(Problem statement): Only the lines from the top of the data through the line containing "pub struct Projectile" should be duplicated, exactly as they appear.
========================================
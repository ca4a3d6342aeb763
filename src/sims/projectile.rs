//! Projectile motion from a cannon, closed-form kinematics.
//!
//! Flight position comes straight from the kinematic equations at elapsed
//! simulated time, not from integrating velocity, so the landing point is
//! exact regardless of frame pacing. The demo is continuous only while a shot
//! is in the air.

use crate::controls::{ControlSet, ControlValue};
use crate::scene::{rgb, rgba, Color, Scene};
use crate::simulation::{Scheduling, Simulation};
use crate::surface::{CanvasSurface, HeightPolicy};
use glam::Vec2;

const GRAVITY: f32 = 9.81;
/// Pixels per meter.
const SCALE: f32 = 2.0;
/// Simulated seconds per real second.
const TIME_SCALE: f32 = 5.0;
const GROUND_MARGIN: f32 = 40.0;
const CANNON_X: f32 = 30.0;
const CANNON_LENGTH: f32 = 50.0;
const PROJECTILE_RADIUS: f32 = 8.0;

const GROUND_COLOR: Color = rgb(0.898, 0.906, 0.922);
const PATH_COLOR: Color = rgba(0.961, 0.620, 0.043, 0.5);
const PROJECTILE_COLOR: Color = rgb(0.851, 0.467, 0.024);
const CANNON_COLOR: Color = rgb(0.294, 0.333, 0.388);

/// Closed-form landing figures for a launch, in meters and seconds.
#[derive(Clone, Copy, Debug, Default, PartialEq)]
pub struct FlightResults {
    pub range: f32,
    pub max_height: f32,
    pub time_of_flight: f32,
}

pub fn flight_results(velocity: f32, angle_deg: f32) -> FlightResults {
    let angle = angle_deg.to_radians();
    FlightResults {
        range: velocity * velocity * (2.0 * angle).sin() / GRAVITY,
        max_height: (velocity * angle.sin()).powi(2) / (2.0 * GRAVITY),
        time_of_flight: 2.0 * velocity * angle.sin() / GRAVITY,
    }
}

pub struct Projectile {
    pub velocity: f32,
    pub angle_deg: f32,
    pub results: FlightResults,
    in_flight: bool,
    elapsed: f32,
    start: Vec2,
    position: Option<Vec2>,
    path: Vec<Vec2>,
    ground_y: f32,
}

impl Default for Projectile {
    fn default() -> Self {
        Self {
            velocity: 50.0,
            angle_deg: 45.0,
            results: FlightResults::default(),
            in_flight: false,
            elapsed: 0.0,
            start: Vec2::ZERO,
            position: None,
            path: Vec::new(),
            ground_y: 0.0,
        }
    }
}

impl Projectile {
    fn muzzle(&self) -> Vec2 {
        let angle = self.angle_deg.to_radians();
        Vec2::new(
            CANNON_X + CANNON_LENGTH * angle.cos(),
            self.ground_y - CANNON_LENGTH * angle.sin(),
        )
    }

    fn launch(&mut self) {
        if self.in_flight {
            return;
        }
        self.in_flight = true;
        self.elapsed = 0.0;
        self.start = self.muzzle();
        self.path.clear();
        self.results = FlightResults::default();
    }

    fn land(&mut self) {
        self.in_flight = false;
        self.position = None;
        self.results = flight_results(self.velocity, self.angle_deg);
    }
}

impl Simulation for Projectile {
    fn controls(&self) -> ControlSet {
        ControlSet::new()
            .range_with_unit("velocity", "Velocity", 10.0, 100.0, 1.0, 50.0, Some("m/s"))
            .range_with_unit("angle", "Angle", 1.0, 90.0, 1.0, 45.0, Some("°"))
            .button("launch", "Launch")
    }

    fn height_policy(&self) -> HeightPolicy {
        HeightPolicy::Fixed(400.0)
    }

    fn scheduling(&self) -> Scheduling {
        if self.in_flight {
            Scheduling::Continuous
        } else {
            Scheduling::OnDemand
        }
    }

    fn setup(&mut self, surface: &CanvasSurface) {
        self.ground_y = surface.height - GROUND_MARGIN;
    }

    fn on_control_change(&mut self, key: &str, value: &ControlValue) {
        // Parameters are locked while a shot is in the air.
        if self.in_flight {
            return;
        }
        let Some(n) = value.as_number() else { return };
        match key {
            "velocity" => self.velocity = n,
            "angle" => self.angle_deg = n,
            _ => {}
        }
    }

    fn on_action(&mut self, key: &str) {
        if key == "launch" {
            self.launch();
        }
    }

    fn step(&mut self, dt: f32) {
        if !self.in_flight {
            return;
        }
        self.elapsed += dt * TIME_SCALE;
        let angle = self.angle_deg.to_radians();
        let t = self.elapsed;
        let x_m = self.velocity * angle.cos() * t;
        let y_m = self.velocity * angle.sin() * t - 0.5 * GRAVITY * t * t;
        let position = self.start + Vec2::new(x_m * SCALE, -y_m * SCALE);

        if position.y >= self.ground_y {
            self.land();
        } else {
            self.position = Some(position);
            self.path.push(position);
        }
    }

    fn draw(&self, scene: &mut Scene, surface: &CanvasSurface, _armed: Option<u32>) {
        scene.clear([1.0, 1.0, 1.0, 0.0]);

        scene.rect(
            Vec2::new(0.0, self.ground_y),
            Vec2::new(surface.width, surface.height - self.ground_y),
            GROUND_COLOR,
        );

        if self.path.len() > 1 {
            scene.polyline(self.path.clone(), 2.0, PATH_COLOR);
        }

        if let Some(position) = self.position {
            scene.fill_circle(position, PROJECTILE_RADIUS, PROJECTILE_COLOR);
        }

        if self.results != FlightResults::default() {
            let readout = format!(
                "R = {:.1} m   H = {:.1} m   T = {:.2} s",
                self.results.range, self.results.max_height, self.results.time_of_flight,
            );
            scene.label(readout, Vec2::new(surface.width * 0.5, 20.0), 12.0, CANNON_COLOR);
        }

        // Barrel: a rotated rect, drawn as a filled quad about the hinge.
        let angle = -self.angle_deg.to_radians();
        let base = Vec2::new(CANNON_X, self.ground_y);
        let along = Vec2::from_angle(angle) * CANNON_LENGTH;
        let across = Vec2::from_angle(angle + std::f32::consts::FRAC_PI_2) * 10.0;
        scene.fill_polygon(
            vec![base - across, base + along - across, base + along + across, base + across],
            CANNON_COLOR,
        );
    }
}
//! 2x2 matrix acting on a draggable shape over a unit grid.
//!
//! Everything here lives in math space: centered origin, y up, 40 px per
//! unit. The blue shape is the untransformed original at its drag offset,
//! the purple one is the same points through the matrix.

use crate::controls::{ControlSet, ControlValue};
use crate::drag::{Draggable, HitShape};
use crate::mapper::{self, OriginPolicy};
use crate::scene::{rgb, rgba, Color, Scene, DARK_BACKGROUND};
use crate::simulation::Simulation;
use crate::surface::CanvasSurface;
use glam::{Mat2, Vec2};

const SHAPE_ID: u32 = 0;
/// CSS pixels per grid unit.
const SCALE: f32 = 40.0;
const CIRCLE_POINTS: usize = 30;

const GRID_COLOR: Color = rgb(0.2, 0.2, 0.2);
const AXIS_COLOR: Color = rgb(0.533, 0.533, 0.533);
const ORIGINAL_COLOR: Color = rgba(0.231, 0.510, 0.965, 0.5);
const TRANSFORMED_COLOR: Color = rgba(0.659, 0.333, 0.969, 0.8);

#[derive(Clone, Copy, Debug, PartialEq, Eq)]
pub enum ShapeType {
    Square,
    Triangle,
    Circle,
}

impl ShapeType {
    /// Base outline in grid units, before the drag offset.
    fn points(self) -> Vec<Vec2> {
        match self {
            ShapeType::Square => vec![
                Vec2::new(0.0, 0.0),
                Vec2::new(1.0, 0.0),
                Vec2::new(1.0, 1.0),
                Vec2::new(0.0, 1.0),
            ],
            ShapeType::Triangle => vec![
                Vec2::new(0.0, 0.0),
                Vec2::new(1.0, 0.0),
                Vec2::new(0.5, 3.0_f32.sqrt() / 2.0),
            ],
            ShapeType::Circle => (0..CIRCLE_POINTS)
                .map(|i| {
                    Vec2::from_angle(i as f32 / CIRCLE_POINTS as f32 * std::f32::consts::TAU)
                })
                .collect(),
        }
    }
}

pub struct LinearTransform {
    pub matrix: Mat2,
    pub shape: ShapeType,
    pub offset: Vec2,
}

impl Default for LinearTransform {
    fn default() -> Self {
        Self {
            matrix: Mat2::IDENTITY,
            shape: ShapeType::Square,
            offset: Vec2::ZERO,
        }
    }
}

impl LinearTransform {
    fn shape_at_offset(&self) -> Vec<Vec2> {
        self.shape
            .points()
            .into_iter()
            .map(|p| p + self.offset)
            .collect()
    }
}

impl Simulation for LinearTransform {
    fn controls(&self) -> ControlSet {
        ControlSet::new()
            .select(
                "shape",
                "Select Shape",
                &[("square", "Square"), ("triangle", "Triangle"), ("circle", "Circle")],
                "square",
            )
            .range("m00", "a (x-scale)", -2.0, 2.0, 0.1, 1.0)
            .range("m01", "b (y-shear)", -2.0, 2.0, 0.1, 0.0)
            .range("m10", "c (x-shear)", -2.0, 2.0, 0.1, 0.0)
            .range("m11", "d (y-scale)", -2.0, 2.0, 0.1, 1.0)
    }

    fn origin(&self) -> OriginPolicy {
        OriginPolicy::math(SCALE)
    }

    fn setup(&mut self, _surface: &CanvasSurface) {}

    fn on_control_change(&mut self, key: &str, value: &ControlValue) {
        if key == "shape" {
            if let Some(choice) = value.as_choice() {
                self.shape = match choice {
                    "triangle" => ShapeType::Triangle,
                    "circle" => ShapeType::Circle,
                    _ => ShapeType::Square,
                };
                // New shape starts back at the origin.
                self.offset = Vec2::ZERO;
            }
            return;
        }
        let Some(n) = value.as_number() else { return };
        // glam's Mat2 is column-major; sliders name row-major entries.
        match key {
            "m00" => self.matrix.x_axis.x = n,
            "m01" => self.matrix.y_axis.x = n,
            "m10" => self.matrix.x_axis.y = n,
            "m11" => self.matrix.y_axis.y = n,
            _ => {}
        }
    }

    fn draggables(&self) -> Vec<Draggable> {
        let shape = match self.shape {
            ShapeType::Circle => HitShape::Circle {
                center: self.offset,
                radius: 1.0,
            },
            _ => HitShape::Polygon {
                points: self.shape_at_offset(),
            },
        };
        vec![Draggable::new(SHAPE_ID, shape)]
    }

    fn drag(&mut self, _target: u32, point: Vec2) {
        // The controller reports where the grabbed shape's origin should go:
        // the circle is centered on its offset, polygons hang off theirs.
        let centroid_local = match self.shape {
            ShapeType::Circle => Vec2::ZERO,
            _ => {
                let points = self.shape.points();
                points.iter().copied().sum::<Vec2>() / points.len() as f32
            }
        };
        self.offset = point - centroid_local;
    }

    fn draw(&self, scene: &mut Scene, surface: &CanvasSurface, _armed: Option<u32>) {
        scene.clear(DARK_BACKGROUND);
        let policy = self.origin();
        let to_screen = |p: Vec2| mapper::to_screen(p, surface, policy);

        // Grid lines every unit out to the canvas edge, axes on top.
        let half = surface.size() * 0.5;
        let x_extent = (half.x / SCALE).ceil() as i32;
        let y_extent = (half.y / SCALE).ceil() as i32;
        for i in -x_extent..=x_extent {
            let x = i as f32;
            scene.line(
                to_screen(Vec2::new(x, -y_extent as f32)),
                to_screen(Vec2::new(x, y_extent as f32)),
                0.5,
                GRID_COLOR,
            );
        }
        for j in -y_extent..=y_extent {
            let y = j as f32;
            scene.line(
                to_screen(Vec2::new(-x_extent as f32, y)),
                to_screen(Vec2::new(x_extent as f32, y)),
                0.5,
                GRID_COLOR,
            );
        }
        scene.line(
            to_screen(Vec2::new(-(x_extent as f32), 0.0)),
            to_screen(Vec2::new(x_extent as f32, 0.0)),
            1.0,
            AXIS_COLOR,
        );
        scene.line(
            to_screen(Vec2::new(0.0, -(y_extent as f32))),
            to_screen(Vec2::new(0.0, y_extent as f32)),
            1.0,
            AXIS_COLOR,
        );

        let original = self.shape_at_offset();
        scene.fill_polygon(original.iter().map(|p| to_screen(*p)).collect(), ORIGINAL_COLOR);
        scene.fill_polygon(
            original.iter().map(|p| to_screen(self.matrix * *p)).collect(),
            TRANSFORMED_COLOR,
        );
    }
}
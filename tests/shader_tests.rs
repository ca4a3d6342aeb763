use std::fs;
use std::path::Path;

#[test]
fn test_shader_file_exists() {
    let shader_path = Path::new("src/render/shaders/canvas.wgsl");
    assert!(shader_path.exists(), "Shader file should exist at {:?}", shader_path);
}

#[test]
fn test_shader_valid_wgsl() {
    let shader_path = Path::new("src/render/shaders/canvas.wgsl");
    let shader_content = fs::read_to_string(shader_path).expect("Failed to read shader file");

    // Basic validation - check for required shader entry points
    assert!(shader_content.contains("@vertex"), "Shader should contain vertex entry point");
    assert!(shader_content.contains("@fragment"), "Shader should contain fragment entry point");
    assert!(shader_content.contains("vs_main"), "Shader should have vs_main function");
    assert!(shader_content.contains("fs_main"), "Shader should have fs_main function");

    // Check for required structures
    assert!(shader_content.contains("Viewport"), "Shader should define Viewport struct");
    assert!(shader_content.contains("VertexInput"), "Shader should define VertexInput struct");
    assert!(shader_content.contains("VertexOutput"), "Shader should define VertexOutput struct");

    // Check for the viewport uniform binding
    assert!(shader_content.contains("@group(0) @binding(0)"), "Shader should bind the viewport uniform");

    // Check vertex attributes
    assert!(shader_content.contains("@location(0) position"), "Shader should have position attribute");
    assert!(shader_content.contains("@location(1) color"), "Shader should have color attribute");
}

#[test]
fn test_shader_maps_css_pixels_to_clip_space() {
    let shader_path = Path::new("src/render/shaders/canvas.wgsl");
    let shader_content = fs::read_to_string(shader_path).expect("Failed to read shader file");

    // The vertex shader must normalize by the logical viewport size and flip
    // the y axis (canvas is y-down, clip space is y-up).
    assert!(shader_content.contains("viewport.size"), "Shader should divide by the viewport size");
    assert!(
        shader_content.contains("1.0 - in.position.y / viewport.size.y * 2.0"),
        "Vertex shader should flip the y axis",
    );
}

#[test]
fn test_shader_color_passthrough() {
    let shader_path = Path::new("src/render/shaders/canvas.wgsl");
    let shader_content = fs::read_to_string(shader_path).expect("Failed to read shader file");

    // Colors carry alpha through unchanged for the blended pipeline.
    assert!(shader_content.contains("out.color = in.color"), "Vertex shader should pass through color");
    assert!(shader_content.contains("return in.color"), "Fragment shader should output the vertex color");
}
========================================
(Answer):
repository ca4a3d6342aeb763
filename src/sims/projectile.rs
//! Projectile motion from a cannon, closed-form kinematics.
//!
//! Flight position comes straight from the kinematic equations at elapsed
//! simulated time, not from integrating velocity, so the landing point is
//! exact regardless of frame pacing. The demo is continuous only while a shot
//! is in the air.

use crate::controls::{ControlSet, ControlValue};
use crate::scene::{rgb, rgba, Color, Scene};
use crate::simulation::{Scheduling, Simulation};
use crate::surface::{CanvasSurface, HeightPolicy};
use glam::Vec2;

const GRAVITY: f32 = 9.81;
/// Pixels per meter.
const SCALE: f32 = 2.0;
/// Simulated seconds per real second.
const TIME_SCALE: f32 = 5.0;
const GROUND_MARGIN: f32 = 40.0;
const CANNON_X: f32 = 30.0;
const CANNON_LENGTH: f32 = 50.0;
const PROJECTILE_RADIUS: f32 = 8.0;

const GROUND_COLOR: Color = rgb(0.898, 0.906, 0.922);
const PATH_COLOR: Color = rgba(0.961, 0.620, 0.043, 0.5);
const PROJECTILE_COLOR: Color = rgb(0.851, 0.467, 0.024);
const CANNON_COLOR: Color = rgb(0.294, 0.333, 0.388);

/// Closed-form landing figures for a launch, in meters and seconds.
#[derive(Clone, Copy, Debug, Default, PartialEq)]
pub struct FlightResults {
    pub range: f32,
    pub max_height: f32,
    pub time_of_flight: f32,
}

pub fn flight_results(velocity: f32, angle_deg: f32) -> FlightResults {
    let angle = angle_deg.to_radians();
    FlightResults {
        range: velocity * velocity * (2.0 * angle).sin() / GRAVITY,
        max_height: (velocity * angle.sin()).powi(2) / (2.0 * GRAVITY),
        time_of_flight: 2.0 * velocity * angle.sin() / GRAVITY,
    }
}

pub struct Projectile {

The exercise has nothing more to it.